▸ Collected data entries
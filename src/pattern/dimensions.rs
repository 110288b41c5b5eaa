//! Grid size helpers that keep charts proportional to their source image

use crate::io::configuration::{DEFAULT_WIDTH_DIVISOR, MIN_GRID_DIMENSION};

/// Grid height matching the source aspect ratio for a chosen grid width
///
/// Rounds to the nearest stitch and never returns less than the minimum grid
/// dimension, so very wide images still produce a usable chart.
pub fn target_height_for(source_width: usize, source_height: usize, target_width: usize) -> usize {
    let ratio = if source_width > 0 {
        source_height as f64 / source_width as f64
    } else {
        1.0
    };
    ((target_width as f64 * ratio).round() as usize).max(MIN_GRID_DIMENSION)
}

/// Suggested grid width for a freshly loaded image
pub fn default_target_width(source_width: usize) -> usize {
    ((source_width as f64 / DEFAULT_WIDTH_DIVISOR as f64).round() as usize)
        .max(MIN_GRID_DIMENSION)
}
//! Durable storage for a pattern and its stitch progress
//!
//! The two records are always written and read as a pair. On load, a missing,
//! unparseable or dimensionally inconsistent half causes both halves to be
//! discarded, leaving the caller in an unconfigured state instead of pairing
//! progress with the wrong chart.

use crate::io::configuration::{PATTERN_FILE, PROGRESS_FILE};
use crate::io::error::{Result, StitchError, WithPath};
use crate::pattern::{Pattern, Session, StitchProgress};
use serde::Serialize;
use std::io::ErrorKind;
use std::path::{Path, PathBuf};
use std::sync::{Mutex, MutexGuard, PoisonError};

/// Storage medium for the pattern/progress pair
pub trait PatternStore {
    /// Load both records, or `None` if either is absent or invalid
    fn load(&self) -> Option<(Pattern, StitchProgress)>;

    /// Persist both records
    ///
    /// # Errors
    ///
    /// Returns an error if either record cannot be serialized or written
    fn save(&self, pattern: &Pattern, progress: &StitchProgress) -> Result<()>;

    /// Persist progress alone after a toggle or clear
    ///
    /// # Errors
    ///
    /// Returns an error if the record cannot be serialized or written
    fn save_progress(&self, progress: &StitchProgress) -> Result<()>;

    /// Remove both records
    ///
    /// # Errors
    ///
    /// Returns an error if an existing record cannot be removed
    fn clear(&self) -> Result<()>;

    /// Load the pair as a session
    fn load_session(&self) -> Option<Session> {
        let (pattern, progress) = self.load()?;
        Session::from_parts(pattern, progress).ok()
    }

    /// Persist a session
    ///
    /// # Errors
    ///
    /// Returns an error if either record cannot be serialized or written
    fn save_session(&self, session: &Session) -> Result<()> {
        self.save(session.pattern(), session.progress())
    }
}

fn encode<T: Serialize>(value: &T, path: &Path) -> Result<String> {
    serde_json::to_string(value).map_err(|source| StitchError::Serialization {
        path: path.to_path_buf(),
        source,
    })
}

/// Parse a stored pair, applying the discard-both rule
pub fn decode_pair(
    pattern_json: Option<&str>,
    progress_json: Option<&str>,
) -> Option<(Pattern, StitchProgress)> {
    let (pattern_json, progress_json) = match (pattern_json, progress_json) {
        (Some(pattern), Some(progress)) => (pattern, progress),
        (None, None) => return None,
        _ => {
            tracing::warn!("only one of pattern and progress is stored; discarding both");
            return None;
        }
    };

    let pattern: Pattern = match serde_json::from_str(pattern_json) {
        Ok(pattern) => pattern,
        Err(error) => {
            tracing::warn!(%error, "stored pattern is unreadable; discarding both records");
            return None;
        }
    };
    let progress: StitchProgress = match serde_json::from_str(progress_json) {
        Ok(progress) => progress,
        Err(error) => {
            tracing::warn!(%error, "stored progress is unreadable; discarding both records");
            return None;
        }
    };

    if !progress.matches(&pattern) {
        tracing::warn!(
            pattern = ?pattern.dimensions(),
            progress = ?progress.dimensions(),
            "stored progress does not match stored pattern; discarding both records"
        );
        return None;
    }
    Some((pattern, progress))
}

/// Pattern and progress as two JSON files in one session directory
#[derive(Debug, Clone)]
pub struct JsonDirectoryStore {
    dir: PathBuf,
}

impl JsonDirectoryStore {
    /// Store rooted at `dir`; the directory is created on first save
    pub fn new<P: AsRef<Path>>(dir: P) -> Self {
        Self {
            dir: dir.as_ref().to_path_buf(),
        }
    }

    /// Session directory
    pub fn dir(&self) -> &Path {
        &self.dir
    }

    /// Location of the pattern record
    pub fn pattern_path(&self) -> PathBuf {
        self.dir.join(PATTERN_FILE)
    }

    /// Location of the progress record
    pub fn progress_path(&self) -> PathBuf {
        self.dir.join(PROGRESS_FILE)
    }

    fn read(path: &Path) -> Option<String> {
        match std::fs::read_to_string(path) {
            Ok(contents) => Some(contents),
            Err(error) if error.kind() == ErrorKind::NotFound => None,
            Err(error) => {
                tracing::warn!(path = %path.display(), %error, "failed to read session file");
                None
            }
        }
    }

    fn stage(&self, path: &Path, contents: &str) -> Result<PathBuf> {
        std::fs::create_dir_all(&self.dir).with_path(&self.dir, "create directory")?;
        let staging = path.with_extension("json.tmp");
        std::fs::write(&staging, contents).with_path(&staging, "write")?;
        Ok(staging)
    }

    fn discard(staged: &[&Path]) {
        for path in staged {
            if let Err(error) = std::fs::remove_file(path) {
                tracing::warn!(path = %path.display(), %error, "failed to remove staged session file");
            }
        }
    }

    fn commit(staging: &Path, path: &Path) -> Result<()> {
        std::fs::rename(staging, path).with_path(path, "rename")
    }

    fn remove(path: &Path) -> Result<()> {
        match std::fs::remove_file(path) {
            Err(error) if error.kind() != ErrorKind::NotFound => {
                Err::<(), _>(error).with_path(path, "remove")
            }
            _ => Ok(()),
        }
    }
}

impl PatternStore for JsonDirectoryStore {
    fn load(&self) -> Option<(Pattern, StitchProgress)> {
        let pattern = Self::read(&self.pattern_path());
        let progress = Self::read(&self.progress_path());
        let pair = decode_pair(pattern.as_deref(), progress.as_deref());
        if pair.is_some() {
            tracing::debug!(dir = %self.dir.display(), "session loaded");
        }
        pair
    }

    fn save(&self, pattern: &Pattern, progress: &StitchProgress) -> Result<()> {
        let pattern_path = self.pattern_path();
        let progress_path = self.progress_path();
        let pattern_json = encode(pattern, &pattern_path)?;
        let progress_json = encode(progress, &progress_path)?;

        let pattern_staging = self.stage(&pattern_path, &pattern_json)?;
        let progress_staging = self
            .stage(&progress_path, &progress_json)
            .inspect_err(|_| Self::discard(&[pattern_staging.as_path()]))?;

        // Old progress goes first: an interrupted swap leaves a lone pattern, which load discards
        Self::remove(&progress_path)
            .inspect_err(|_| Self::discard(&[pattern_staging.as_path(), progress_staging.as_path()]))?;
        Self::commit(&pattern_staging, &pattern_path)?;
        Self::commit(&progress_staging, &progress_path)?;
        tracing::debug!(dir = %self.dir.display(), "session saved");
        Ok(())
    }

    fn save_progress(&self, progress: &StitchProgress) -> Result<()> {
        let progress_path = self.progress_path();
        let progress_json = encode(progress, &progress_path)?;
        let staging = self.stage(&progress_path, &progress_json)?;
        Self::commit(&staging, &progress_path)
    }

    fn clear(&self) -> Result<()> {
        Self::remove(&self.pattern_path())?;
        Self::remove(&self.progress_path())
    }
}

#[derive(Debug, Default)]
struct Records {
    pattern: Option<String>,
    progress: Option<String>,
}

/// In-process store holding the two serialized records
#[derive(Debug, Default)]
pub struct MemoryStore {
    records: Mutex<Records>,
}

impl MemoryStore {
    /// Empty store
    pub fn new() -> Self {
        Self::default()
    }

    /// Store preloaded with raw serialized records
    pub fn from_records(pattern: Option<String>, progress: Option<String>) -> Self {
        Self {
            records: Mutex::new(Records { pattern, progress }),
        }
    }

    /// Raw serialized records (pattern, progress)
    pub fn records(&self) -> (Option<String>, Option<String>) {
        let records = self.lock();
        (records.pattern.clone(), records.progress.clone())
    }

    fn lock(&self) -> MutexGuard<'_, Records> {
        self.records.lock().unwrap_or_else(PoisonError::into_inner)
    }
}

impl PatternStore for MemoryStore {
    fn load(&self) -> Option<(Pattern, StitchProgress)> {
        let records = self.lock();
        decode_pair(records.pattern.as_deref(), records.progress.as_deref())
    }

    fn save(&self, pattern: &Pattern, progress: &StitchProgress) -> Result<()> {
        let pattern_json = encode(pattern, Path::new(PATTERN_FILE))?;
        let progress_json = encode(progress, Path::new(PROGRESS_FILE))?;
        let mut records = self.lock();
        records.pattern = Some(pattern_json);
        records.progress = Some(progress_json);
        Ok(())
    }

    fn save_progress(&self, progress: &StitchProgress) -> Result<()> {
        let progress_json = encode(progress, Path::new(PROGRESS_FILE))?;
        self.lock().progress = Some(progress_json);
        Ok(())
    }

    fn clear(&self) -> Result<()> {
        let mut records = self.lock();
        records.pattern = None;
        records.progress = None;
        Ok(())
    }
}
//! Palette entries with chart symbols, legend labels and the reserved empty slot

use crate::color::{Color, color_label, squared_distance};
use crate::io::error::{Result, StitchError, corrupt_pattern, invalid_parameter};
use crate::quantize::median_cut::median_cut;
use serde::{Deserialize, Serialize};

/// Chart glyphs assigned to full entries in palette order, recycled past the end
pub const SYMBOLS: [char; 100] = [
    '✕', '●', '■', '▲', '◆', '★', '♥', '▼', '✦', '❋',
    '✿', '⊕', '⊗', '◈', '◉', '▸', '◂', '⬟', '⬢', '⊞',
    '⊠', '⊡', '⊟', '⋈', '⋆', '⌘', '☀', '✴', '❖', '◐',
    '◑', '◒', '◓', '⬤', '⬡', '⬠', '⬣', '⊹', '✶', '✸',
    '✹', '✺', '✻', '✼', '✽', '✾', '❀', '❁', '❂', '❃',
    '❄', '❅', '❆', '❇', '❈', '❉', '❊', '✠', '⁂', '※',
    '⊛', '⊜', '⊝', '▣', '▤', '▥', '▦', '⊢', '⊣', '⊤',
    '⊥', '⊦', '⊧', '⊨', '⊩', '⊪', '⊫', '⊬', '⊭', '⊮',
    '⊯', '⊰', '⊱', '⊲', '⊳', '⊴', '⊵', '⊶', '⊷', '⊸',
    '⊺', '⊻', '⊼', '⊽', '⊾', '⋀', '⋁', '⋂', '⋃', '⋄',
];

/// Symbol drawn for background cells
pub const EMPTY_SYMBOL: char = ' ';
/// Legend label of the background entry
pub const EMPTY_LABEL: &str = "Empty";
/// Fill color of background cells
pub const EMPTY_COLOR: Color = Color {
    r: 255,
    g: 255,
    b: 255,
};

/// Whether a palette slot is a thread color or the background
#[derive(Clone, Copy, Debug, PartialEq, Eq, Hash, Serialize, Deserialize)]
#[serde(rename_all = "lowercase")]
pub enum EntryKind {
    /// A stitched thread color
    Full,
    /// Transparent source area, left unstitched
    Empty,
}

/// One palette slot as shown in the chart legend
#[derive(Clone, Debug, PartialEq, Eq, Serialize, Deserialize)]
pub struct PaletteEntry {
    /// Fill color
    pub color: Color,
    /// Glyph drawn on unstitched cells
    pub symbol: char,
    /// Legend text, e.g. `"Dark Blue 3"`
    pub label: String,
    /// Thread or background
    pub kind: EntryKind,
}

impl PaletteEntry {
    /// Thread entry for the representative color at `index`
    pub fn full(color: Color, index: usize) -> Self {
        Self {
            color,
            symbol: symbol_for(index),
            label: color_label(color, index),
            kind: EntryKind::Full,
        }
    }

    /// The reserved background entry
    pub fn empty() -> Self {
        Self {
            color: EMPTY_COLOR,
            symbol: EMPTY_SYMBOL,
            label: EMPTY_LABEL.to_string(),
            kind: EntryKind::Empty,
        }
    }

    /// Check whether this is the background entry
    pub fn is_empty(&self) -> bool {
        self.kind == EntryKind::Empty
    }
}

/// Symbol for the full entry at `index`
pub fn symbol_for(index: usize) -> char {
    SYMBOLS
        .get(index % SYMBOLS.len())
        .copied()
        .unwrap_or(EMPTY_SYMBOL)
}

/// Ordered palette: thread entries followed by exactly one empty entry
///
/// The empty entry always sits at index `len() - 1`, which makes that index the
/// sentinel for background cells in a pattern grid.
#[derive(Clone, Debug, PartialEq, Eq, Serialize, Deserialize)]
#[serde(try_from = "Vec<PaletteEntry>", into = "Vec<PaletteEntry>")]
pub struct Palette {
    entries: Vec<PaletteEntry>,
}

impl Palette {
    /// Build thread entries for `colors` in order and append the empty entry
    pub fn from_colors(colors: &[Color]) -> Self {
        let mut entries: Vec<PaletteEntry> = colors
            .iter()
            .enumerate()
            .map(|(index, &color)| PaletteEntry::full(color, index))
            .collect();
        entries.push(PaletteEntry::empty());
        Self { entries }
    }

    /// All entries, empty entry last
    pub fn entries(&self) -> &[PaletteEntry] {
        &self.entries
    }

    /// Entry at `index`
    pub fn get(&self, index: usize) -> Option<&PaletteEntry> {
        self.entries.get(index)
    }

    /// Number of entries including the empty one
    pub fn len(&self) -> usize {
        self.entries.len()
    }

    /// Always false for a constructed palette
    pub fn is_empty(&self) -> bool {
        self.entries.is_empty()
    }

    /// Index of the background entry
    pub fn empty_index(&self) -> usize {
        self.entries.len().saturating_sub(1)
    }

    /// Thread entries only, in palette order
    pub fn legend(&self) -> &[PaletteEntry] {
        self.entries.get(..self.empty_index()).unwrap_or(&[])
    }

    /// Index of the thread entry closest to `color`
    ///
    /// Uses squared RGB distance; on equal distance the lowest index wins. The empty
    /// entry is never a candidate.
    pub fn nearest(&self, color: Color) -> usize {
        self.legend()
            .iter()
            .enumerate()
            .min_by_key(|(_, entry)| squared_distance(color, entry.color))
            .map_or(self.empty_index(), |(index, _)| index)
    }
}

impl TryFrom<Vec<PaletteEntry>> for Palette {
    type Error = StitchError;

    fn try_from(entries: Vec<PaletteEntry>) -> Result<Self> {
        let empty_count = entries.iter().filter(|entry| entry.is_empty()).count();
        if empty_count != 1 {
            return Err(corrupt_pattern(&format!(
                "palette has {empty_count} empty entries, expected exactly one"
            )));
        }
        if !entries.last().is_some_and(PaletteEntry::is_empty) {
            return Err(corrupt_pattern(&"empty entry is not the last palette entry"));
        }
        if entries.len() < 2 {
            return Err(corrupt_pattern(&"palette has no thread entries"));
        }
        Ok(Self { entries })
    }
}

impl From<Palette> for Vec<PaletteEntry> {
    fn from(palette: Palette) -> Self {
        palette.entries
    }
}

/// Quantize `samples` into at most `k` thread entries plus the empty entry
///
/// Total over any sample set: no samples yields a single neutral gray entry.
///
/// # Errors
///
/// Returns [`StitchError::InvalidParameter`] if `k` is zero
pub fn build_palette(samples: &[Color], k: usize) -> Result<Palette> {
    if k == 0 {
        return Err(invalid_parameter(
            "k",
            &k,
            &"palette size must be at least 1",
        ));
    }

    let colors = median_cut(samples, k);
    tracing::debug!(
        samples = samples.len(),
        requested = k,
        produced = colors.len(),
        "median cut finished"
    );
    Ok(Palette::from_colors(&colors))
}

▸ Work item
Report the number of lines above containing the word "usize", with no other text.

▸ Answer to this exercise
11